● **DATA SECTION**

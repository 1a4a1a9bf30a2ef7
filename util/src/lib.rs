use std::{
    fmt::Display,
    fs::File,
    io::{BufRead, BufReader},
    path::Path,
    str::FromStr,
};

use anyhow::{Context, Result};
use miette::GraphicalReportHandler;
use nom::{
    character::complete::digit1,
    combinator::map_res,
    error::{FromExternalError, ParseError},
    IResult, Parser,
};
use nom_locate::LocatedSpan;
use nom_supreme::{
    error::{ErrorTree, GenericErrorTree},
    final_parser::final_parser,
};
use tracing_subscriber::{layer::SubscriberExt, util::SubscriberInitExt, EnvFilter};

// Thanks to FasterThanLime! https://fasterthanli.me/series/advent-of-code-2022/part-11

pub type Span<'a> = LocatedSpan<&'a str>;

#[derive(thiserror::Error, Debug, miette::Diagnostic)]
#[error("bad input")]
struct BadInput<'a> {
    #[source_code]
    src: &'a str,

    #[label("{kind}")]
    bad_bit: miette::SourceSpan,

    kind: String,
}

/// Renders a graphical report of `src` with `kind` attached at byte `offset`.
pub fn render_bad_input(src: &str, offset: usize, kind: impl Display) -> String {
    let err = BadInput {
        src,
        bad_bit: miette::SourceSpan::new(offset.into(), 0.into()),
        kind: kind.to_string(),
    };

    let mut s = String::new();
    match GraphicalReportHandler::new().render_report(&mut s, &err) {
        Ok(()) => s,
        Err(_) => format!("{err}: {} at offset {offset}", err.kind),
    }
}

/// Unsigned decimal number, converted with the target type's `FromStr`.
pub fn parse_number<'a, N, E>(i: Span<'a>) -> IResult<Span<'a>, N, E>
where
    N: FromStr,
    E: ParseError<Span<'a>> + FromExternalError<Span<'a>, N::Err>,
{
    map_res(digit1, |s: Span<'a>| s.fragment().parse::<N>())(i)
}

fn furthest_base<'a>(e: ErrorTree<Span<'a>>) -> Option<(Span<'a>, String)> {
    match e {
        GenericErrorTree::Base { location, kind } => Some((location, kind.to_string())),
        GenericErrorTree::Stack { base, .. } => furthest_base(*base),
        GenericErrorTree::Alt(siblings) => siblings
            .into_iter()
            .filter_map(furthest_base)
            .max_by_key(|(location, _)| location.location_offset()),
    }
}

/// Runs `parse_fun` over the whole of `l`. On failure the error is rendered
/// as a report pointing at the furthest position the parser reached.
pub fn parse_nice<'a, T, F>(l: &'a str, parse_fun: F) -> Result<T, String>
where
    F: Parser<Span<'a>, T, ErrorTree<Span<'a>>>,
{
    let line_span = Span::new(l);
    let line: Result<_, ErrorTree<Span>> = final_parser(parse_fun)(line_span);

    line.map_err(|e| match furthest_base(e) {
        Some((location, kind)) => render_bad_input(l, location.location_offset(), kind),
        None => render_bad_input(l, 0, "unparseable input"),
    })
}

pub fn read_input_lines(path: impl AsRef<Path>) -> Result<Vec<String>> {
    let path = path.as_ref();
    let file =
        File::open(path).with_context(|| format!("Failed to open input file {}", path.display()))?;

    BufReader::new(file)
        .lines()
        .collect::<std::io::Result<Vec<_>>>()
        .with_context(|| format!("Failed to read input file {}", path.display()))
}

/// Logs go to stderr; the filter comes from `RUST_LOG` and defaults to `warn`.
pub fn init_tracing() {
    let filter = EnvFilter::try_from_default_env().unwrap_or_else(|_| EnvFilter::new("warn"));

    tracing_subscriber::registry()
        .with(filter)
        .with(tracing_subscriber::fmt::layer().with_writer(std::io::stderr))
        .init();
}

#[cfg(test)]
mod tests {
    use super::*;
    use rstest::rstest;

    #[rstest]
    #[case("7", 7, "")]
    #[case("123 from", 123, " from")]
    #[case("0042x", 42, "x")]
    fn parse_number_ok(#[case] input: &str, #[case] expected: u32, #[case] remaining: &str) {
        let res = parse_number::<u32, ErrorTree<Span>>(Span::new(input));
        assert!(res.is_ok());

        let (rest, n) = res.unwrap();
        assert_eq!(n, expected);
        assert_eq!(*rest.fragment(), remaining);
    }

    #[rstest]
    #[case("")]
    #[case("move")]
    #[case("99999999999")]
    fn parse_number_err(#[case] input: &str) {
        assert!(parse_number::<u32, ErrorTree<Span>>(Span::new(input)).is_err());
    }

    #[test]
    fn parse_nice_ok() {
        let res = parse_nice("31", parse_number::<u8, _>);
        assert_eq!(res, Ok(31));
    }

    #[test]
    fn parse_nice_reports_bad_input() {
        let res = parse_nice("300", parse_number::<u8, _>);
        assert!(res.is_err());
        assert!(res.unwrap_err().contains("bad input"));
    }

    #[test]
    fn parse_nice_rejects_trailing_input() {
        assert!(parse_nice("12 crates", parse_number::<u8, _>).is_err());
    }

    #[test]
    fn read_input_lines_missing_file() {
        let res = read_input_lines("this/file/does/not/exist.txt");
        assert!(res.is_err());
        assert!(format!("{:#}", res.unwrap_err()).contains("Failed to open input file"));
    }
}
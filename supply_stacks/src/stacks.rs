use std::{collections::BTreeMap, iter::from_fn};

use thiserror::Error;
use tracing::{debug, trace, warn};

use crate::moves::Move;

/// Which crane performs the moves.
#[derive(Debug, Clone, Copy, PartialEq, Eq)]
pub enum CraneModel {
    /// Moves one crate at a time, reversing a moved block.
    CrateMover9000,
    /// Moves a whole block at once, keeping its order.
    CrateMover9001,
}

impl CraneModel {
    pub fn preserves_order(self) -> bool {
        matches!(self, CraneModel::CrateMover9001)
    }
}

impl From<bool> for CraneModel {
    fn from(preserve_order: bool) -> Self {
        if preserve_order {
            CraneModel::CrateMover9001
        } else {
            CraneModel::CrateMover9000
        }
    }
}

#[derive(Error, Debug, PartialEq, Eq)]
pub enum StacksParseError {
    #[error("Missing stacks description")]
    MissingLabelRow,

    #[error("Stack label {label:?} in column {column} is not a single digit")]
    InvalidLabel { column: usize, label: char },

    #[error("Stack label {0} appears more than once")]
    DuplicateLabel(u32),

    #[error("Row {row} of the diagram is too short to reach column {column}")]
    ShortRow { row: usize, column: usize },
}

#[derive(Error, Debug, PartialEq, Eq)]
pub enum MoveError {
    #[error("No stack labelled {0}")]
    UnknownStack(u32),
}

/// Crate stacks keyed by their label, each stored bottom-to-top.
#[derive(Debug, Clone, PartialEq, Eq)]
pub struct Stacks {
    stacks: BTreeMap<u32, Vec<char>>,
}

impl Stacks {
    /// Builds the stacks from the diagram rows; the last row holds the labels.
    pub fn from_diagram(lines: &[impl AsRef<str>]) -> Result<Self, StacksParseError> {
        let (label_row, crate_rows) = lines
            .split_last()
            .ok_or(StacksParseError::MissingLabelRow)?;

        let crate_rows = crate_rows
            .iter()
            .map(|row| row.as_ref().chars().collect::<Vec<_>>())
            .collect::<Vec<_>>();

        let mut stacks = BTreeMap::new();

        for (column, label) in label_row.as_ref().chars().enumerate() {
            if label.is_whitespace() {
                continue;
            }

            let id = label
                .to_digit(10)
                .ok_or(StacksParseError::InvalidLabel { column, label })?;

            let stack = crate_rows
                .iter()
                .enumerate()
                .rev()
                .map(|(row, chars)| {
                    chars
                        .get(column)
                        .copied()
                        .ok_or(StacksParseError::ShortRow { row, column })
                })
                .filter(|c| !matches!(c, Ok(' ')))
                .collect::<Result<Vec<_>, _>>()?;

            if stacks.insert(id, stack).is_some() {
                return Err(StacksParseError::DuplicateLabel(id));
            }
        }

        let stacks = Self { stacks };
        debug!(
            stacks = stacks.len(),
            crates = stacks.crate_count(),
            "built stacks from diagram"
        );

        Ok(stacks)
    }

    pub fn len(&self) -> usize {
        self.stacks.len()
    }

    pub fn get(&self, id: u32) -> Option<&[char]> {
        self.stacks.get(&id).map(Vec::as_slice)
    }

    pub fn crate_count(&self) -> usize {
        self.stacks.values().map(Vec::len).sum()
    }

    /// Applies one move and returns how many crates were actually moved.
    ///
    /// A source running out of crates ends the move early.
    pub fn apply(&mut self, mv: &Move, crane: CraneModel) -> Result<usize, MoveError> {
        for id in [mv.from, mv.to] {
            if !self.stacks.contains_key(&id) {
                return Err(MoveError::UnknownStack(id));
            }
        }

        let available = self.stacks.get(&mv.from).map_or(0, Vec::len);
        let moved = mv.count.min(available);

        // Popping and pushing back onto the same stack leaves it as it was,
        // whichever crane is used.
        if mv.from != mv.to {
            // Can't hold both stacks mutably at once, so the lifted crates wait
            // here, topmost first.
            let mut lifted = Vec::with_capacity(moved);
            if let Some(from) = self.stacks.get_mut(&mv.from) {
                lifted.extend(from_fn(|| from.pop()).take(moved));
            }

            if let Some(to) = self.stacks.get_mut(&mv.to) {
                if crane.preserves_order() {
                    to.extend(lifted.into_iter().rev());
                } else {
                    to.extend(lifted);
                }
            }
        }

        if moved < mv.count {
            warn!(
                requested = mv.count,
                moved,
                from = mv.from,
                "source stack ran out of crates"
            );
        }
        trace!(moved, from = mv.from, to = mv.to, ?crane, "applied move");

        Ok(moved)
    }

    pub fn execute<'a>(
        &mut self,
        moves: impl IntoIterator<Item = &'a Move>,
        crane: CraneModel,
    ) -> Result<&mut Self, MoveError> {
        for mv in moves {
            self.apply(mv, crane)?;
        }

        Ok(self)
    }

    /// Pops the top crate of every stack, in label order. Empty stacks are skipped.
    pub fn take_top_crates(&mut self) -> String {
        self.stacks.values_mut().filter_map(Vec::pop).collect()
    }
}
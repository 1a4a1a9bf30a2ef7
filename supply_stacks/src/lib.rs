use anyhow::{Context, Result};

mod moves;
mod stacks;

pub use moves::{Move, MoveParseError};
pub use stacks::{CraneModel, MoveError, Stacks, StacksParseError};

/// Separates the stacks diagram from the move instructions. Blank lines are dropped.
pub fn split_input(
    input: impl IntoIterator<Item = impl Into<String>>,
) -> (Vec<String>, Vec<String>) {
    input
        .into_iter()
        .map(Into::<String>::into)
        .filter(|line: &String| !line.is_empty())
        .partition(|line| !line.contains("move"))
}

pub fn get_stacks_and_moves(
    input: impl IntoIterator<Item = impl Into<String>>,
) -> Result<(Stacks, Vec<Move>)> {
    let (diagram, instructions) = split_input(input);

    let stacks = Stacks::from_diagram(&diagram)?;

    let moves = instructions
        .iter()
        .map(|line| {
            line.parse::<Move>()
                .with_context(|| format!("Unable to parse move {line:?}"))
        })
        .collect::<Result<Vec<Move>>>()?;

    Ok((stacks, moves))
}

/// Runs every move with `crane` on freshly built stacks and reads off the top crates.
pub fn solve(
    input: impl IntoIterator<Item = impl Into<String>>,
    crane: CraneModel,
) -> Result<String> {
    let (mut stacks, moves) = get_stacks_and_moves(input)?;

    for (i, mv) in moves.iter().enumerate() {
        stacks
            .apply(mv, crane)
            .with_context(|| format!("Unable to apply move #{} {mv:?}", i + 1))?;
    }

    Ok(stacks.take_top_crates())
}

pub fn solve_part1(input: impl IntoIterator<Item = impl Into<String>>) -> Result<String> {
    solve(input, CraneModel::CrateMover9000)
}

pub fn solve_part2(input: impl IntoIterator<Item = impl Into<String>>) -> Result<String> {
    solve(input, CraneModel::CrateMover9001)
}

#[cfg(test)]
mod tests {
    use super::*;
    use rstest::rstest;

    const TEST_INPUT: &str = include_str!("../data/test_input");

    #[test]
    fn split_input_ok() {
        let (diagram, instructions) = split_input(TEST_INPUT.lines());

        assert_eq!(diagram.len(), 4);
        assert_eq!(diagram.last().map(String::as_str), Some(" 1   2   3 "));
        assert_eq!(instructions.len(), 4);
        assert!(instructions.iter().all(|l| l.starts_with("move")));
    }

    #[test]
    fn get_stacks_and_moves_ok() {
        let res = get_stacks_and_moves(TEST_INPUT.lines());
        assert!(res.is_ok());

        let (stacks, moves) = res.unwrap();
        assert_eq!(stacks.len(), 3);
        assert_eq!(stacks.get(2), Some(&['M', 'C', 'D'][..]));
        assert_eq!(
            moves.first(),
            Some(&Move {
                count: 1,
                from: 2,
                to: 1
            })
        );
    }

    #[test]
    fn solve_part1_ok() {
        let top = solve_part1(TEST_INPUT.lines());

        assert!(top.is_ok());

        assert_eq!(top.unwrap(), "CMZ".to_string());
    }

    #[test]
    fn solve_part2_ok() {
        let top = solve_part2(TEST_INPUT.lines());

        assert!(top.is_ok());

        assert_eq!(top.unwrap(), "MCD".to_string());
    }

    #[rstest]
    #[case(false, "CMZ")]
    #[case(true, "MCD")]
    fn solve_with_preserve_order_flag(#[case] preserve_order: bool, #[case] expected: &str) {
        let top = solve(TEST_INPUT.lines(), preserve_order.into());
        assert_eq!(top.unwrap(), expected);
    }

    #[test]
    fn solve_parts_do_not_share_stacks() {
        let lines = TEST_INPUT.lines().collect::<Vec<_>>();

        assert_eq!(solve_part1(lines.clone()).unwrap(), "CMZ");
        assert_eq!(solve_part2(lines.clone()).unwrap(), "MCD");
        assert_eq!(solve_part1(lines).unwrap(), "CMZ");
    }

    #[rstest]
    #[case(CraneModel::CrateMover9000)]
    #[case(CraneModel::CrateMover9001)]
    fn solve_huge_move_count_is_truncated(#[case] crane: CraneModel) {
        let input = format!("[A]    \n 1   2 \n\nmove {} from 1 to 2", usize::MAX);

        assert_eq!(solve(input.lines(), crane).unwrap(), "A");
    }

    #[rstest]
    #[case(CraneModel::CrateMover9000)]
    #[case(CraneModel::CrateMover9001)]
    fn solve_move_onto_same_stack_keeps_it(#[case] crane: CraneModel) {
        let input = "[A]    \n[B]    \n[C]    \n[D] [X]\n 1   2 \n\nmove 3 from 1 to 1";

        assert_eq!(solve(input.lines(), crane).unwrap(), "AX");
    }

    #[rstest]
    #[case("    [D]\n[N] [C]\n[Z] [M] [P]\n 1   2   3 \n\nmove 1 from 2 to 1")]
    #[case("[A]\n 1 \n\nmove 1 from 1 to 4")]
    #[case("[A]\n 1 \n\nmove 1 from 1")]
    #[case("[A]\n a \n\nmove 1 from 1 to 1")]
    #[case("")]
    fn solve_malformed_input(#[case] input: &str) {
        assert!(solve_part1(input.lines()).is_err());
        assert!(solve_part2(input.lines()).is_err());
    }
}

● **WHAT IS REQUIRED**
Tally up the lines in the records that contain the word "rest" and give only the total.

● **ANSWER SECTION**
2